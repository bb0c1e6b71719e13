//! Web UI session configuration

use std::collections::HashMap;
use std::fmt;

use crate::{get_env_or_default, parse_env, ConfigError, ConfigResult};

/// Default idle timeout for UI sessions (30 minutes)
pub const DEFAULT_SESSION_TIMEOUT_SECS: u64 = 30 * 60;

/// Default interval between expired-session sweeps
pub const DEFAULT_SWEEP_INTERVAL_SECS: u64 = 60;

/// Default number of individual UI update ids tracked per session
pub const DEFAULT_MAX_UPDATE_IDS: usize = 10;

/// Configuration for the administrative web UI
#[derive(Clone)]
pub struct UiConfig {
    /// Idle time after which a session is evicted
    pub session_timeout_secs: u64,

    /// How often the session registry sweeps for expired sessions
    pub sweep_interval_secs: u64,

    /// Number of pending update ids at which a session switches to "refetch all"
    pub max_update_ids: usize,

    /// Whether logins are checked against `accounts`
    pub accounts_enabled: bool,

    /// Username to password mapping
    pub accounts: HashMap<String, String>,
}

impl UiConfig {
    /// Load UI configuration from environment variables
    ///
    /// `UI_ACCOUNTS` holds a comma-separated `user:password` list.
    pub fn from_env() -> ConfigResult<Self> {
        let config = Self {
            session_timeout_secs: parse_env("UI_SESSION_TIMEOUT", DEFAULT_SESSION_TIMEOUT_SECS)?,
            sweep_interval_secs: parse_env("UI_SESSION_SWEEP_INTERVAL", DEFAULT_SWEEP_INTERVAL_SECS)?,
            max_update_ids: parse_env("UI_MAX_UPDATE_IDS", DEFAULT_MAX_UPDATE_IDS)?,
            accounts_enabled: parse_env("UI_ACCOUNTS_ENABLED", false)?,
            accounts: parse_accounts(&get_env_or_default("UI_ACCOUNTS", ""))?,
        };
        config.validate()?;
        Ok(config)
    }

    /// Check invariants that cannot be expressed by parsing alone
    pub fn validate(&self) -> ConfigResult<()> {
        if self.max_update_ids == 0 {
            return Err(ConfigError::ValidationError(
                "UI_MAX_UPDATE_IDS must be at least 1".to_string(),
            ));
        }
        if self.sweep_interval_secs == 0 {
            return Err(ConfigError::ValidationError(
                "UI_SESSION_SWEEP_INTERVAL must be at least 1 second".to_string(),
            ));
        }
        if self.accounts_enabled && self.accounts.is_empty() {
            return Err(ConfigError::ValidationError(
                "UI_ACCOUNTS_ENABLED is set but UI_ACCOUNTS is empty".to_string(),
            ));
        }
        Ok(())
    }

    /// Create a configuration with a custom session timeout (useful for testing)
    pub fn with_timeout(session_timeout_secs: u64) -> Self {
        Self {
            session_timeout_secs,
            ..Self::default()
        }
    }
}

impl Default for UiConfig {
    fn default() -> Self {
        Self {
            session_timeout_secs: DEFAULT_SESSION_TIMEOUT_SECS,
            sweep_interval_secs: DEFAULT_SWEEP_INTERVAL_SECS,
            max_update_ids: DEFAULT_MAX_UPDATE_IDS,
            accounts_enabled: false,
            accounts: HashMap::new(),
        }
    }
}

impl fmt::Debug for UiConfig {
    fn fmt(&self, f: &mut fmt::Formatter<'_>) -> fmt::Result {
        let mut users: Vec<&String> = self.accounts.keys().collect();
        users.sort();
        f.debug_struct("UiConfig")
            .field("session_timeout_secs", &self.session_timeout_secs)
            .field("sweep_interval_secs", &self.sweep_interval_secs)
            .field("max_update_ids", &self.max_update_ids)
            .field("accounts_enabled", &self.accounts_enabled)
            .field("accounts", &users)
            .finish()
    }
}

/// Parse a `user:password,user2:password2` account list
///
/// Passwords may contain `:`; only the first one separates the user name.
/// Empty entries are skipped.
pub fn parse_accounts(raw: &str) -> ConfigResult<HashMap<String, String>> {
    let mut accounts = HashMap::new();
    for entry in raw.split(',').map(str::trim).filter(|e| !e.is_empty()) {
        let (user, password) = entry
            .split_once(':')
            .ok_or_else(|| ConfigError::InvalidAccount(entry.to_string()))?;
        if user.trim().is_empty() {
            return Err(ConfigError::InvalidAccount(entry.to_string()));
        }
        accounts.insert(user.trim().to_string(), password.to_string());
    }
    Ok(accounts)
}
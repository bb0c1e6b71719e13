//! Content-layer collaborators used by tasks
//!
//! Storage and online services live outside this crate; tasks only see them
//! through these traits.

use std::path::Path;
use std::time::Duration;

use async_trait::async_trait;
use tokio_util::sync::CancellationToken;

use crate::error::TaskResult;

/// Identifier of an object in the content directory
pub type ObjectId = i32;

/// Placeholder id that never refers to a real object
pub const INVALID_OBJECT_ID: ObjectId = -333;

/// Id of the content directory root container
pub const ROOT_CONTAINER_ID: ObjectId = 0;

/// Object storage that rescans feed discovered files into
#[async_trait]
pub trait ContentStore: Send + Sync {
    /// Register a media file found on disk
    ///
    /// Returns the id of the container whose contents changed, or `None` if
    /// the file was already known.
    async fn add_file(&self, path: &Path) -> TaskResult<Option<ObjectId>>;
}

/// Receiver of "these containers changed" notifications
pub trait ChangeListener: Send + Sync {
    fn container_changed(&self, ids: &[ObjectId]);
}

/// A remote content provider whose items are mirrored into the library
#[async_trait]
pub trait OnlineService: Send + Sync {
    /// Short name used in logs and task descriptions
    fn name(&self) -> &str;

    /// Delay between scheduled refreshes; `None` means refresh on demand only
    fn refresh_interval(&self) -> Option<Duration> {
        None
    }

    /// Fetch fresh data from the service and update the library
    ///
    /// Long fetches should check `token` between requests. Returns the
    /// containers that changed.
    async fn refresh(&self, token: &CancellationToken) -> TaskResult<Vec<ObjectId>>;
}
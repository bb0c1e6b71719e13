//! UI change polling
//!
//! `GET /ui/updates?updates=check|get|clear`
//!
//! - `check`: `{"pending": bool}` without consuming anything
//! - `get`: drains the session's pending changes, `{"updates": "" | "all" | "1,2"}`
//! - `clear`: forgets pending changes, `{"cleared": true}`

use std::str::FromStr;

use axum::{extract::Query, routing::get, Json, Router};
use serde::Deserialize;
use serde_json::{json, Value};

use crate::error::{ApiError, ApiResult};
use crate::middleware::UiSession;
use crate::state::AppState;

/// Create the UI polling router
pub fn updates_router(state: AppState) -> Router {
    Router::new()
        .route("/updates", get(updates))
        .with_state(state)
}

/// What the poller wants to do with pending changes
#[derive(Debug, Clone, Copy, PartialEq, Eq)]
pub enum UpdatesAction {
    Check,
    Get,
    Clear,
}

impl FromStr for UpdatesAction {
    type Err = ApiError;

    fn from_str(s: &str) -> Result<Self, Self::Err> {
        match s {
            "check" => Ok(Self::Check),
            "get" => Ok(Self::Get),
            "clear" => Ok(Self::Clear),
            other => Err(ApiError::InvalidQueryParam {
                name: "updates",
                reason: format!("expected check, get or clear, got '{}'", other),
            }),
        }
    }
}

#[derive(Debug, Deserialize)]
pub struct UpdatesQuery {
    pub updates: Option<String>,
}

async fn updates(
    UiSession(session): UiSession,
    Query(query): Query<UpdatesQuery>,
) -> ApiResult<Json<Value>> {
    let action = query
        .updates
        .as_deref()
        .unwrap_or("check")
        .parse::<UpdatesAction>()?;

    let body = match action {
        UpdatesAction::Check => json!({ "pending": session.has_ui_update_ids() }),
        UpdatesAction::Get => {
            let updates = session.take_ui_update_ids();
            if !updates.is_none() {
                tracing::debug!(session = session.log_id(), %updates, "UI updates delivered");
            }
            json!({ "updates": updates.to_string() })
        }
        UpdatesAction::Clear => {
            session.clear_update_ids();
            json!({ "cleared": true })
        }
    };
    Ok(Json(body))
}
//! Background task scheduler for Hearth
//!
//! Long-running jobs (library rescans, online service refreshes) are queued
//! on a [`TaskProcessor`] and executed one at a time, in submission order, by
//! a single worker. Running work is never interrupted; cancellation is
//! cooperative through each task's [`CancellationToken`].

pub mod content;
pub mod error;
pub mod jobs;
mod processor;
mod task;

pub use content::{ChangeListener, ContentStore, ObjectId, OnlineService, INVALID_OBJECT_ID};
pub use error::{ErrorSeverity, TaskError, TaskResult};
pub use processor::TaskProcessor;
pub use task::{Task, TaskId, TaskKind, TaskOutcome, TaskView};

pub use tokio_util::sync::CancellationToken;
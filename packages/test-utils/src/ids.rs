//! Scripted identifier source

use std::collections::VecDeque;
use std::sync::atomic::{AtomicUsize, Ordering};
use std::sync::Mutex;

/// Replays a fixed sequence of ids, then repeats the last one forever
///
/// Useful for forcing id collisions. Pass it where a `Fn() -> String`
/// generator is expected via `move || ids.next_id()`.
pub struct ScriptedIds {
    queue: Mutex<VecDeque<String>>,
    last: Mutex<String>,
    issued: AtomicUsize,
}

impl ScriptedIds {
    pub fn new<I, S>(ids: I) -> Self
    where
        I: IntoIterator<Item = S>,
        S: Into<String>,
    {
        Self {
            queue: Mutex::new(ids.into_iter().map(Into::into).collect()),
            last: Mutex::new(String::new()),
            issued: AtomicUsize::new(0),
        }
    }

    /// A source that yields `id` every time
    pub fn constant(id: &str) -> Self {
        Self::new([id])
    }

    pub fn next_id(&self) -> String {
        self.issued.fetch_add(1, Ordering::SeqCst);
        let mut last = self.last.lock().unwrap_or_else(|e| e.into_inner());
        if let Some(next) = self
            .queue
            .lock()
            .unwrap_or_else(|e| e.into_inner())
            .pop_front()
        {
            *last = next;
        }
        last.clone()
    }

    /// How many ids have been handed out
    pub fn issued(&self) -> usize {
        self.issued.load(Ordering::SeqCst)
    }
}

┄┄┄┄┄┄

WHAT THE EXERCISE ASKS
Search the records for the word "lock", then list every line that has it.

OUTPUT BELOW
        let mut last = self.last.lock().unwrap_or_else(|e| e.into_inner());
            .lock()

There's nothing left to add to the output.